M-F Wu, Y-W Yang, W-Y Lin, C-Y Chang, M-S Soon, C-E Liu
Journal of Hospital Infection 2012, 80 (2): 162-7

BACKGROUND: Varicella zoster infection can be spread by infected healthcare workers (HCWs) to coworkers and patients. A self-reported history of chickenpox infection is sometimes taken as proof of immunity.

AIM: To establish the relationship between positive recall history and serological immunity against varicella zoster virus (VZV) amongst healthcare workers in a tertiary hospital in Taiwan.

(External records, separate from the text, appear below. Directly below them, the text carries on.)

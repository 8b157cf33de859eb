//! Settings store.
//!
//! Single source of truth for user identity and provider configuration. Every
//! read goes through in-memory state; every mutation persists the whole state
//! back to storage before returning. Initialization overlays the persisted
//! blob (possibly absent, partial, or from an older version) onto a complete
//! default state.

use serde_json::Value;

use crate::core::config::data::{UserConfig, UserInfo, UserInfoPatch, UserState};
use crate::core::config::defaults::{self, STATE_VERSION};
use crate::core::config::io::{Storage, StorageError};

/// Fixed key the user-state blob is stored under.
pub const STORAGE_KEY: &str = "user-state";

/// Upgrade a raw persisted blob to the current state version.
///
/// Runs before deserialization so structural changes are handled explicitly;
/// fields that are merely missing are filled in afterwards by the serde
/// defaults on [`UserState`].
///
/// - v0 (unversioned) blobs predate the candidate host list: seed `hostList`
///   from the active `host` if present.
pub fn migrate(mut raw: Value) -> Value {
    let version = raw.get("version").and_then(Value::as_u64).unwrap_or(0);
    if version < 1 {
        if let Some(config) = raw.get_mut("userConfig").and_then(Value::as_object_mut) {
            if !config.contains_key("hostList") {
                if let Some(host) = config.get("host").and_then(Value::as_str) {
                    let host = host.to_string();
                    config.insert("hostList".to_string(), Value::Array(vec![Value::String(host)]));
                }
            }
        }
    }
    if let Some(object) = raw.as_object_mut() {
        object.insert("version".to_string(), Value::from(STATE_VERSION));
    }
    raw
}

/// Load the user state: persisted blob migrated and merged over defaults.
///
/// An absent, partial, or unreadable blob is never an error; whatever cannot
/// be recovered falls back to the default value.
pub fn get_local_state(storage: &Storage) -> UserState {
    let raw = match storage.get::<Value>(STORAGE_KEY) {
        Ok(Some(raw)) => raw,
        Ok(None) => return defaults::default_setting(),
        Err(err) => {
            tracing::warn!(error = %err, "could not read persisted user state, using defaults");
            return defaults::default_setting();
        }
    };
    match serde_json::from_value(migrate(raw)) {
        Ok(state) => state,
        Err(err) => {
            tracing::warn!(error = %err, "persisted user state malformed, using defaults");
            defaults::default_setting()
        }
    }
}

/// Persist the full user state under the fixed key.
pub fn set_local_state(storage: &Storage, state: &UserState) -> Result<(), StorageError> {
    storage.set(STORAGE_KEY, state)
}

/// Owns the user state and mediates every mutation through
/// persist-after-mutate.
pub struct UserStore {
    state: UserState,
    storage: Storage,
}

impl UserStore {
    pub fn load(storage: Storage) -> Self {
        let state = get_local_state(&storage);
        Self { state, storage }
    }

    pub fn state(&self) -> &UserState {
        &self.state
    }

    pub fn user_info(&self) -> &UserInfo {
        &self.state.user_info
    }

    pub fn user_config(&self) -> &UserConfig {
        &self.state.user_config
    }

    /// Shallow-merge `patch` into the identity fields.
    pub fn update_user_info(&mut self, patch: UserInfoPatch) -> Result<(), StorageError> {
        self.state.user_info.apply(patch);
        self.record_state()
    }

    pub fn reset_user_info(&mut self) -> Result<(), StorageError> {
        self.state.user_info = defaults::default_user_info();
        self.record_state()
    }

    pub fn add_api_key(&mut self, api_key: impl Into<String>) -> Result<(), StorageError> {
        self.state.user_config.api_key_list.push(api_key.into());
        self.record_state()
    }

    /// Remove every occurrence of `api_key` from the list.
    pub fn delete_api_key(&mut self, api_key: &str) -> Result<(), StorageError> {
        self.state.user_config.api_key_list.retain(|item| item != api_key);
        self.record_state()
    }

    pub fn add_access_token(&mut self, access_token: impl Into<String>) -> Result<(), StorageError> {
        self.state
            .user_config
            .access_token_list
            .push(access_token.into());
        self.record_state()
    }

    /// Remove every occurrence of `access_token` from the list.
    pub fn delete_access_token(&mut self, access_token: &str) -> Result<(), StorageError> {
        self.state
            .user_config
            .access_token_list
            .retain(|item| item != access_token);
        self.record_state()
    }

    pub fn add_host(&mut self, host: impl Into<String>) -> Result<(), StorageError> {
        self.state.user_config.host_list.push(host.into());
        self.record_state()
    }

    /// Remove every occurrence of `host` from the candidate list.
    pub fn delete_host(&mut self, host: &str) -> Result<(), StorageError> {
        self.state.user_config.host_list.retain(|item| item != host);
        self.record_state()
    }

    /// Restore the candidate host list to the built-in default.
    pub fn reset_host(&mut self) -> Result<(), StorageError> {
        self.state.user_config.host_list = defaults::default_host_list();
        self.record_state()
    }

    /// The fixed catalog of supported model names.
    pub fn all_models() -> &'static [&'static str] {
        defaults::all_models()
    }

    fn record_state(&self) -> Result<(), StorageError> {
        set_local_state(&self.storage, &self.state)
    }
}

METHODS: Between May 2008 and April 2009, all HCWs in a Taiwanese tertiary care hospital were tested for VZV immunoglobulin G (IgG), and completed a self-administered questionnaire to determine their history of varicella infection or vaccination. Those who were seronegative were vaccinated.

FINDINGS: All HCWs (N=3733) at the hospital participated in this study. Their mean age was 34.6 years, and the seroprevalence of VZV was 91.1%. Sensitivity, specificity, and positive and negative predictive values of a self-reported history of varicella infection were 82.3%, 48.6%, 96.3% and 14.4%, respectively. Corresponding figures for a history of varicella vaccination were 23.4%, 69.4%, 90.9% and 6.5%, respectively. The recall history of younger HCWs and medical professionals (doctors, nurses and paramedical staff) to varicella had higher sensitivity. However, only the recall history of medical professionals had a significantly higher positive predictive value.

CONCLUSION: A positive recall history of varicella infection and vaccination did not ensure the presence of protective VZV IgG, and a negative history was not predictive of a lack of immunity. For effective prevention of nosocomial infection, VZV IgG status should be documented for all HCWs, and susceptible HCWs should be vaccinated.